Background
Although life expectancy is increasing in Scotland,1 the nation still has the highest rates of coronary heart disease (CHD) and selected malignancies in the UK and higher rates than most countries in Western Europe.2,3 The Scottish Health Surveys (SHeSs)—conducted in 1995, 1998 and 2003––were established to provide detailed, contemporary health information on a large, representative sample of the Scottish population. By capturing a range of behavioural, biological, psychological and social characteristics, their purpose was to monitor health in order to assist in policy formulation and the development of new health initiatives across the whole of Scotland.
How did the study come about?
Commissioned by the former Scottish Executive Health Department, the cross-sectional SHeSs took place in 1995/1996 (hereafter termed ‘1995’),4 1998/1999 (‘1998’)5 and 2003/2004 (‘2003’).6 Similar in content to the Health Surveys for England, the SHeSs are principally focused on cardiovascular disease (CVD) and related risk factors.7 All three have been conducted by the Joint Health Surveys Unit of the National Centre for Social Research and the Department of Epidemiology and Public Health, Royal Free and University College Medical School, London; in 2003, the MRC Social and Public Health Sciences Unit and the Scottish Centre for Social Research were also partners in the survey.
What does it cover?
Data were gathered in two stages: a face-to-face interview was followed by a nurse visit for the collection of biological material. Each survey consists of information on somatic and psychological health with dedicated modules on specific conditions and risk factors, such as asthma, dental health, physical activity, eating habits, smoking and drinking.8 Additionally, anthropometric and, for a subsample, biological measurements such as blood pressure and blood and saliva specimens have been taken (Table 1). Early and current socio-economic information is available, with a range of measures of socio-economic status at the time of the survey as well as a measure of parental occupational social class.
Table 1.
Health measures |
CVD |
Diabetes |
Respiratory health |
Accidents |
Food poisoning |
Self-assessed general health |
Longstanding illness |
Acute sickness |
Psychiatric morbidity |
Health-related quality of lifea |
Dental health |
Use of health services |
Use of dental services |
Health-related behaviours |
Alcohol consumption |
Cigarette smoking |
Dietary characteristics |
Physical activity |
Use of prescribed drugs and supplementsa |
Immunizationsa |
Infant feedinga |
Exposure to environmental tobacco smoke |
Biological measurements |
Anthropometrya |
Respiratory function |
Blood pressure |
Blood analytesa |
Urine measurementsa |
Biochemical measurement of smoking |
Electrocardiograma |
Individual socio-demographic characteristics |
Economic activity status |
Occupational social class |
Education |
Ethnicity |
Religiona |
Parental social classa |
Household characteristics |
Composition |
Relationships of householdersa |
Tenure |
Car ownership |
Receipt of state benefits |
Incomea |
Economic status/occupation of household reference persona |
Area deprivation |
a2003 only; bprescribed drugs, contraceptive pills, vitamin supplements and nicotine replacement therapy; cheight (length, demispan), weight, waist, hip and mid-upper arm circumference (1998 and 2003); dtotal cholesterol, high-density lipid cholesterol, C-reactive protein (1998 and 2003), γ-glutamyl transferase (1995 only), fibrinogen, glycated haemoglobin, blood lead (1995 only) (for adults) and ferritin, total and house dust mite-specific immunoglobulin E (1998 and 2003) and haemoglobin (for children 11–15 years); sodium, potassium and creatinine (for 2003 adults).

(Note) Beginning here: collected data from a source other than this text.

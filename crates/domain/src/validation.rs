// Copyright (C) 2026 Fred Clausen
// Use of this source code is governed by an MIT-style
// license that can be found in the LICENSE file or at
// https://opensource.org/licenses/MIT.

use crate::error::DomainError;
use time::format_description::well_known::Rfc3339;
use time::macros::format_description;
use time::{Date, OffsetDateTime};

/// Minimum number of characters in a participant biography.
pub const MIN_ABOUT_LENGTH: usize = 50;

/// Longest name, email, voter name or payment reference, in characters.
pub const MAX_TEXT_LENGTH: usize = 255;

/// Longest participant biography, in characters.
///
/// A `TEXT` column holds 65,535 bytes and `utf8mb4` needs up to four bytes
/// per character.
pub const MAX_ABOUT_LENGTH: usize = 16_383;

/// Longest photo URL, in characters.
pub const MAX_PHOTO_URL_LENGTH: usize = 2048;

/// Validates that a required text field is not blank.
///
/// Returns the trimmed value.
///
/// # Errors
///
/// Returns `DomainError::MissingField` if the value is empty after trimming.
pub fn validate_required(field: &'static str, value: &str) -> Result<String, DomainError> {
    let trimmed: &str = value.trim();
    if trimmed.is_empty() {
        return Err(DomainError::MissingField(field));
    }
    Ok(trimmed.to_string())
}

/// Validates that a value fits its column.
///
/// # Errors
///
/// Returns `DomainError::FieldTooLong` if `value` has more than `max`
/// characters.
pub fn validate_max_length(
    field: &'static str,
    value: &str,
    max: usize,
) -> Result<(), DomainError> {
    let actual: usize = value.chars().count();
    if actual > max {
        return Err(DomainError::FieldTooLong { field, max, actual });
    }
    Ok(())
}

/// Validates that a required text field is present and fits its column.
///
/// Returns the trimmed value.
///
/// # Errors
///
/// Returns `DomainError::MissingField` for a blank value or
/// `DomainError::FieldTooLong` for an oversized one.
pub fn validate_text(
    field: &'static str,
    value: &str,
    max: usize,
) -> Result<String, DomainError> {
    let trimmed: String = validate_required(field, value)?;
    validate_max_length(field, &trimmed, max)?;
    Ok(trimmed)
}

/// Validates that a contest starts strictly before it ends.
///
/// # Errors
///
/// Returns `DomainError::InvalidDateRange` if `start_date >= end_date`.
pub fn validate_contest_dates(
    start_date: OffsetDateTime,
    end_date: OffsetDateTime,
) -> Result<(), DomainError> {
    if start_date >= end_date {
        return Err(DomainError::InvalidDateRange {
            start_date,
            end_date,
        });
    }
    Ok(())
}

/// Parses a contest date.
///
/// Accepts RFC 3339 timestamps and plain `YYYY-MM-DD` calendar dates,
/// the latter interpreted as midnight UTC.
///
/// # Errors
///
/// Returns `DomainError::DateParseError` if neither format matches.
pub fn parse_contest_date(raw: &str) -> Result<OffsetDateTime, DomainError> {
    let trimmed: &str = raw.trim();
    if let Ok(timestamp) = OffsetDateTime::parse(trimmed, &Rfc3339) {
        return Ok(timestamp);
    }

    let calendar = format_description!("[year]-[month]-[day]");
    Date::parse(trimmed, &calendar)
        .map(|date| date.midnight().assume_utc())
        .map_err(|e| DomainError::DateParseError {
            date_string: raw.to_string(),
            error: e.to_string(),
        })
}

/// Validates a requested vote count and narrows it to the stored width.
///
/// # Errors
///
/// Returns `DomainError::InvalidVoteCount` if the count is below one or
/// exceeds `u32::MAX`.
pub fn validate_vote_count(count: i64) -> Result<u32, DomainError> {
    if count < 1 {
        return Err(DomainError::InvalidVoteCount(count));
    }
    u32::try_from(count).map_err(|_| DomainError::InvalidVoteCount(count))
}

/// Performs a syntactic email check.
///
/// The address must contain exactly one `@`, a non-empty local part and
/// a domain with an interior dot. Whitespace is not allowed.
///
/// # Errors
///
/// Returns `DomainError::InvalidEmail` if any of these conditions fail.
pub fn validate_email(email: &str) -> Result<(), DomainError> {
    let invalid = || DomainError::InvalidEmail(email.to_string());

    if email.chars().any(char::is_whitespace) {
        return Err(invalid());
    }

    let mut parts = email.split('@');
    let (Some(local), Some(domain), None) = (parts.next(), parts.next(), parts.next()) else {
        return Err(invalid());
    };

    if local.is_empty() {
        return Err(invalid());
    }

    match domain.find('.') {
        Some(_) if !domain.starts_with('.') && !domain.ends_with('.') => Ok(()),
        _ => Err(invalid()),
    }
}

/// Validates the biography length.
///
/// # Errors
///
/// Returns `DomainError::AboutTooShort` if fewer than
/// [`MIN_ABOUT_LENGTH`] characters are supplied, or
/// `DomainError::FieldTooLong` above [`MAX_ABOUT_LENGTH`].
pub fn validate_about(about: &str) -> Result<(), DomainError> {
    let trimmed: &str = about.trim();
    let actual: usize = trimmed.chars().count();
    if actual < MIN_ABOUT_LENGTH {
        return Err(DomainError::AboutTooShort {
            min: MIN_ABOUT_LENGTH,
            actual,
        });
    }
    validate_max_length("about", trimmed, MAX_ABOUT_LENGTH)
}
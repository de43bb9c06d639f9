// Copyright (C) 2026 Fred Clausen
// Use of this source code is governed by an MIT-style
// license that can be found in the LICENSE file or at
// https://opensource.org/licenses/MIT.

use crate::error::{ConflictKind, CoreError};
use crate::lookup::{require_contest, require_participant};
use crate::media::{MediaStore, cleanup_photo};
use crate::store::ContestStore;
use contest_vote_domain::{
    CodeName, ContestId, NewParticipant, Participant, ParticipantPatch, ParticipantStatus, Vote,
};
use tracing::{debug, info};

/// A participant together with every vote recorded for it.
#[derive(Debug, Clone, PartialEq, Eq)]
pub struct ParticipantDetails {
    pub participant: Participant,
    pub votes: Vec<Vote>,
}

/// Participant lifecycle operations.
pub struct ParticipantRegistry<'a, S: ContestStore> {
    store: &'a mut S,
}

impl<'a, S: ContestStore> ParticipantRegistry<'a, S> {
    pub const fn new(store: &'a mut S) -> Self {
        Self { store }
    }

    /// Creates a participant with the next code name in its contest.
    ///
    /// The code name follows the most recently created participant of the
    /// contest. Two concurrent creates may compute the same code name; the
    /// loser gets `ConflictKind::DuplicateCodeName` and is not retried.
    ///
    /// # Errors
    ///
    /// Returns `CoreError::Validation` for blank fields, `CoreError::NotFound`
    /// if the contest does not exist, or `CoreError::Conflict` on a duplicate
    /// email or code name.
    pub fn create(
        &mut self,
        contest_id: ContestId,
        full_name: &str,
        email: &str,
        about: &str,
        photo: Option<&str>,
    ) -> Result<Participant, CoreError> {
        let new_participant: NewParticipant = NewParticipant::new(full_name, email, about, photo)?;
        require_contest(self.store, contest_id)?;

        let latest: Option<CodeName> = self.store.latest_code_name(contest_id)?;
        let code_name: CodeName = CodeName::next_after(latest.as_ref());

        let participant: Participant =
            self.store
                .insert_participant(contest_id, &code_name, &new_participant)?;

        info!(
            contest_id = contest_id.value(),
            code_name = %participant.code_name,
            participant_id = participant.participant_id,
            "Created participant"
        );
        Ok(participant)
    }

    /// # Errors
    ///
    /// Returns an error if the store fails.
    pub fn get_by_code_name(
        &mut self,
        code_name: &CodeName,
    ) -> Result<Option<Participant>, CoreError> {
        debug!(code_name = %code_name, "Looking up participant");
        Ok(self.store.find_participant(code_name)?)
    }

    /// Looks up a participant and returns it only if it belongs to the
    /// given contest.
    ///
    /// # Errors
    ///
    /// Returns an error if the store fails.
    pub fn get_by_contest_and_code_name(
        &mut self,
        contest_id: ContestId,
        code_name: &CodeName,
    ) -> Result<Option<Participant>, CoreError> {
        Ok(self
            .store
            .find_participant(code_name)?
            .filter(|participant| participant.contest_id == contest_id))
    }

    /// Returns a participant with its recorded votes.
    ///
    /// # Errors
    ///
    /// Returns an error if the store fails.
    pub fn get_with_votes(
        &mut self,
        code_name: &CodeName,
    ) -> Result<Option<ParticipantDetails>, CoreError> {
        let Some(participant) = self.store.find_participant(code_name)? else {
            return Ok(None);
        };
        let votes: Vec<Vote> = self
            .store
            .list_votes_for_participant(participant.participant_id)?;
        Ok(Some(ParticipantDetails { participant, votes }))
    }

    /// Lists a contest's participants, active first, each group newest first.
    ///
    /// # Errors
    ///
    /// Returns `CoreError::NotFound` if the contest does not exist.
    pub fn list_by_contest(&mut self, contest_id: ContestId) -> Result<Vec<Participant>, CoreError> {
        require_contest(self.store, contest_id)?;
        Ok(self.store.list_participants(contest_id)?)
    }

    /// Applies a partial update.
    ///
    /// A replaced photo is removed from `media` after the update commits.
    ///
    /// # Errors
    ///
    /// Returns `CoreError::NotFound` if the participant does not exist,
    /// `CoreError::Validation` if a merged field is too long, or
    /// `CoreError::Conflict` if the new email belongs to someone else.
    pub fn update(
        &mut self,
        code_name: &CodeName,
        patch: &ParticipantPatch,
        media: &dyn MediaStore,
    ) -> Result<Participant, CoreError> {
        let existing: Participant = require_participant(self.store, code_name)?;
        let merged: Participant = existing.apply(patch)?;
        let updated: Participant = self.store.update_participant(&merged)?;

        if let Some(old_photo) = existing.replaced_photo(&updated) {
            cleanup_photo(media, old_photo);
        }

        info!(code_name = %code_name, "Updated participant");
        Ok(updated)
    }

    /// Evicts a participant. Eviction is permanent.
    ///
    /// # Errors
    ///
    /// Returns `CoreError::NotFound` if the participant does not exist, or
    /// `ConflictKind::AlreadyEvicted` if it was evicted earlier, including
    /// by a concurrent request.
    pub fn evict(&mut self, code_name: &CodeName) -> Result<Participant, CoreError> {
        let mut participant: Participant = require_participant(self.store, code_name)?;
        let evicted: ParticipantStatus = participant.status.evict(code_name)?;

        if !self.store.mark_evicted(participant.participant_id)? {
            return Err(CoreError::Conflict(ConflictKind::AlreadyEvicted {
                code_name: code_name.to_string(),
            }));
        }

        participant.status = evicted;
        info!(code_name = %code_name, "Evicted participant");
        Ok(participant)
    }

    /// Deletes a participant with all of its votes and returns how many
    /// votes were removed. The photo is removed from `media` after the
    /// cascade commits.
    ///
    /// # Errors
    ///
    /// Returns `CoreError::NotFound` if the participant does not exist.
    pub fn delete(
        &mut self,
        code_name: &CodeName,
        media: &dyn MediaStore,
    ) -> Result<usize, CoreError> {
        let participant: Participant = require_participant(self.store, code_name)?;
        let votes_removed: usize = self
            .store
            .delete_participant_cascade(participant.participant_id)?;

        if let Some(photo) = participant.photo.as_deref() {
            cleanup_photo(media, photo);
        }

        info!(code_name = %code_name, votes_removed, "Deleted participant");
        Ok(votes_removed)
    }
}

A prospective element of the surveys is provided by linkage to data on hospitalizations and mortality. The Information Services Division (ISD) of National Health Service (NHS) Scotland maintains a database of deaths and Scottish Morbidity Records (SMRs) of cancer registrations and discharges from NHS hospitals in Scotland, linked to each other for individual patients (Table 2). The latter hold information including the reason for the visit, length of stay and waiting time. Emergency, transferred and elective admissions are included in total hospital admission; audits have shown that these data are ∼90% accurate in identifying the correct diagnosis,9 and completeness of SMR data is ∼99%.10 During the original survey interview, participants were asked to consent to their (or their child's) name, address and date of birth being sent to the ISD for confidential linkage to their health records. Over 90% of SHeS participants consented at each survey. Since 2004, they have been followed up with regular mortality and hospital discharge data linkage from 1981 to December 2007, and cancer registrations (also from 1981) to December 2005 (Figure 1); ongoing linkage is planned for the surveys being conducted from 2008 to 2011.11 Retrospective data from 1981 until conduct of survey interview provides information on hospital diagnoses of any pre-existing morbidity. Similar linkage had previously been carried out in a randomly selected sample of individuals admitted to Scottish general hospitals in the late 1960–1970s12 and registered users of general practices in the mid-1980s.13
Table 2.
Code | Record type |
---|---|
SMR00 | Outpatient |
SMR01a | General/acute inpatient/day case |
SMR02 | Maternity |
SMR04a | Mental health inpatient/day case |
SMR06a | Cancer register |
SMR11 | Neonatal discharge |
SMR50 | Geriatric (long stay) |
aAvailable in the minimum SHeS–SMR.
The current frequencies of SMR events and deaths in the Scottish Health Surveys Cohort are shown in Table 3. Additionally, matching of maternity (SMR02),14 and neonatal (SMR11)14,15 discharge records (separate systems from those of the SMR01 and SMR04 hospital discharges) is also possible (Table 2), providing an intergenerational component.15
Table 3.
1995 | 1998 | 2003 | Total | Percentage | |
---|---|---|---|---|---|
Number at risk | 7363 | 8305 | 10 470 | 26 138 | |
CHD | 313 | 370 | 167 | 850 | 3.3 |
Acute myocardial infarction | 120 | 156 | 62 | 338 | 1.3 |
Cerebrovascular disease | 130 | 182 | 74 | 386 | 1.5 |
Lung cancer | 52 | 80 | 19 | 151 | 0.6 |
Bowel cancer | 36 | 38 | 10 | 84 | 0.3 |
Prostate cancer | 14 | 25 | 12 | 51 | 0.2 |
Breast cancer | 52 | 70 | 16 | 138 | 0.5 |
All cancers combined | 443 | 541 | 150 | 1134 | 4.3 |
All deaths | 504 | 736 | 331 | 1571 | 6.0 |
Who is in the sample?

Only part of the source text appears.